***** Data to examine *****

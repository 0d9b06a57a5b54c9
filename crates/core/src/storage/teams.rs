//! Team storage operations
//!
//! The member roster is a JSON column replaced wholesale through
//! `set_members`. Callers mutate it inside an immediate transaction so
//! two joiners cannot both read the same snapshot.

use chrono::Utc;
use rusqlite::{params, Connection, Row};
use tracing::instrument;

use super::parse::{parse_datetime, parse_json, OptionalExt};
use crate::error::{Error, Result};
use crate::models::{generate_team_code, NewTeam, Team};

pub struct TeamStore<'a> {
    conn: &'a Connection,
}

const TEAM_COLUMNS: &str =
    "id, hackathon_id, leader_id, name, team_code, max_members, members, created_at";

fn team_from_row(row: &Row<'_>) -> rusqlite::Result<Team> {
    Ok(Team {
        id: row.get(0)?,
        hackathon_id: row.get(1)?,
        leader_id: row.get(2)?,
        name: row.get(3)?,
        team_code: row.get(4)?,
        max_members: row.get(5)?,
        members: parse_json(&row.get::<_, String>(6)?)?,
        created_at: parse_datetime(&row.get::<_, String>(7)?)?,
    })
}

impl<'a> TeamStore<'a> {
    pub fn new(conn: &'a Connection) -> Self {
        Self { conn }
    }

    /// Create a team with a freshly generated unique join code. The
    /// leader is inserted as the only member.
    #[instrument(skip(self, team), fields(hackathon_id = team.hackathon_id, leader_id = %team.leader_id))]
    pub fn create(&self, team: &NewTeam, max_members: u32) -> Result<i64> {
        let code = self.generate_unique_code()?;
        let members = serde_json::to_string(&[&team.leader_id])?;
        self.conn.execute(
            "INSERT INTO teams (hackathon_id, leader_id, name, team_code, max_members, members, created_at)
             VALUES (?1, ?2, ?3, ?4, ?5, ?6, ?7)",
            params![
                team.hackathon_id,
                team.leader_id,
                team.name,
                code,
                max_members,
                members,
                Utc::now().to_rfc3339(),
            ],
        )?;
        Ok(self.conn.last_insert_rowid())
    }

    fn generate_unique_code(&self) -> Result<String> {
        // Collisions are rare at 36^6 codes; retry a few times rather
        // than loop unbounded.
        for _ in 0..10 {
            let code = generate_team_code();
            if !self.code_exists(&code)? {
                return Ok(code);
            }
        }
        Err(Error::Conflict("Could not allocate a team code".into()))
    }

    /// Whether a join code is already taken (case-insensitive)
    pub fn code_exists(&self, code: &str) -> Result<bool> {
        let count: i64 = self.conn.query_row(
            "SELECT COUNT(*) FROM teams WHERE team_code = ?1 COLLATE NOCASE",
            params![code],
            |row| row.get(0),
        )?;
        Ok(count > 0)
    }

    /// Find team by id
    #[instrument(skip(self))]
    pub fn find_by_id(&self, id: i64) -> Result<Option<Team>> {
        let mut stmt = self
            .conn
            .prepare(&format!("SELECT {TEAM_COLUMNS} FROM teams WHERE id = ?1"))?;

        let team = stmt.query_row(params![id], team_from_row).optional()?;

        Ok(team)
    }

    /// Find team by join code, case-insensitive
    #[instrument(skip(self))]
    pub fn find_by_code(&self, code: &str) -> Result<Option<Team>> {
        let mut stmt = self.conn.prepare(&format!(
            "SELECT {TEAM_COLUMNS} FROM teams WHERE team_code = ?1 COLLATE NOCASE"
        ))?;

        let team = stmt.query_row(params![code], team_from_row).optional()?;

        Ok(team)
    }

    /// Find the team a user leads in a hackathon
    pub fn find_by_leader(&self, hackathon_id: i64, leader_id: &str) -> Result<Option<Team>> {
        let mut stmt = self.conn.prepare(&format!(
            "SELECT {TEAM_COLUMNS} FROM teams WHERE hackathon_id = ?1 AND leader_id = ?2"
        ))?;

        let team = stmt
            .query_row(params![hackathon_id, leader_id], team_from_row)
            .optional()?;

        Ok(team)
    }

    /// Find the team a user belongs to in a hackathon, if any
    pub fn find_for_member(&self, hackathon_id: i64, clerk_id: &str) -> Result<Option<Team>> {
        let teams = self.list_for_hackathon(hackathon_id)?;
        Ok(teams.into_iter().find(|t| t.has_member(clerk_id)))
    }

    /// List all teams in a hackathon
    pub fn list_for_hackathon(&self, hackathon_id: i64) -> Result<Vec<Team>> {
        let mut stmt = self.conn.prepare(&format!(
            "SELECT {TEAM_COLUMNS} FROM teams WHERE hackathon_id = ?1 ORDER BY created_at"
        ))?;

        let teams = stmt
            .query_map(params![hackathon_id], team_from_row)?
            .collect::<rusqlite::Result<Vec<_>>>()?;

        Ok(teams)
    }

    /// Replace the member roster with a new value
    pub fn set_members(&self, id: i64, members: &[String]) -> Result<()> {
        let changed = self.conn.execute(
            "UPDATE teams SET members = ?1 WHERE id = ?2",
            params![serde_json::to_string(members)?, id],
        )?;
        if changed == 0 {
            return Err(Error::NotFound(format!("Team {id}")));
        }
        Ok(())
    }

    /// Delete a team (team chat cascades)
    pub fn delete(&self, id: i64) -> Result<()> {
        let changed = self
            .conn
            .execute("DELETE FROM teams WHERE id = ?1", params![id])?;
        if changed == 0 {
            return Err(Error::NotFound(format!("Team {id}")));
        }
        Ok(())
    }
}

#[cfg(test)]
mod tests {
    use super::*;
    use crate::models::{HackathonMode, NewHackathon, Role, User};
    use crate::storage::Database;
    use chrono::Duration;

    fn seed_user(db: &Database, id: &str, role: Role) {
        let user = User::new(
            id.to_string(),
            format!("User {id}"),
            format!("{id}@example.com"),
            role,
        );
        db.users().create(&user).unwrap();
    }

    fn seed_hackathon(db: &Database, organiser: &str) -> i64 {
        let now = Utc::now();
        db.hackathons()
            .create(&NewHackathon {
                organiser_id: organiser.to_string(),
                name: "Hack Week".into(),
                description: None,
                mode: HackathonMode::Online,
                address: None,
                start_date: now + Duration::days(7),
                end_date: now + Duration::days(9),
                registration_deadline: now + Duration::days(5),
                max_team_size: 4,
                prize_pool: None,
                tags: vec![],
            })
            .unwrap()
    }

    #[test]
    fn test_create_seeds_leader_as_member() {
        let db = Database::open_in_memory().unwrap();
        seed_user(&db, "org", Role::Organiser);
        seed_user(&db, "leader", Role::Participant);
        let hackathon_id = seed_hackathon(&db, "org");

        let id = db
            .teams()
            .create(
                &NewTeam {
                    hackathon_id,
                    leader_id: "leader".into(),
                    name: "Rustaceans".into(),
                },
                4,
            )
            .unwrap();

        let team = db.teams().find_by_id(id).unwrap().unwrap();
        assert_eq!(team.members, vec!["leader"]);
        assert_eq!(team.team_code.len(), 6);
    }

    #[test]
    fn test_code_lookup_ignores_case() {
        let db = Database::open_in_memory().unwrap();
        seed_user(&db, "org", Role::Organiser);
        seed_user(&db, "leader", Role::Participant);
        let hackathon_id = seed_hackathon(&db, "org");

        let id = db
            .teams()
            .create(
                &NewTeam {
                    hackathon_id,
                    leader_id: "leader".into(),
                    name: "Rustaceans".into(),
                },
                4,
            )
            .unwrap();
        let team = db.teams().find_by_id(id).unwrap().unwrap();

        let lower = team.team_code.to_lowercase();
        let found = db.teams().find_by_code(&lower).unwrap().unwrap();
        assert_eq!(found.id, id);
    }

    #[test]
    fn test_set_members_replaces_roster() {
        let db = Database::open_in_memory().unwrap();
        seed_user(&db, "org", Role::Organiser);
        seed_user(&db, "leader", Role::Participant);
        let hackathon_id = seed_hackathon(&db, "org");

        let id = db
            .teams()
            .create(
                &NewTeam {
                    hackathon_id,
                    leader_id: "leader".into(),
                    name: "Rustaceans".into(),
                },
                4,
            )
            .unwrap();

        db.teams()
            .set_members(id, &["leader".into(), "member".into()])
            .unwrap();
        let team = db.teams().find_by_id(id).unwrap().unwrap();
        assert_eq!(team.members.len(), 2);
        assert!(team.has_member("member"));
    }
}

*****

§ Work to be completed:
When a line in the records contains the string "Error", it counts; state how many lines count, with no other words.

§ Answer to this task:
4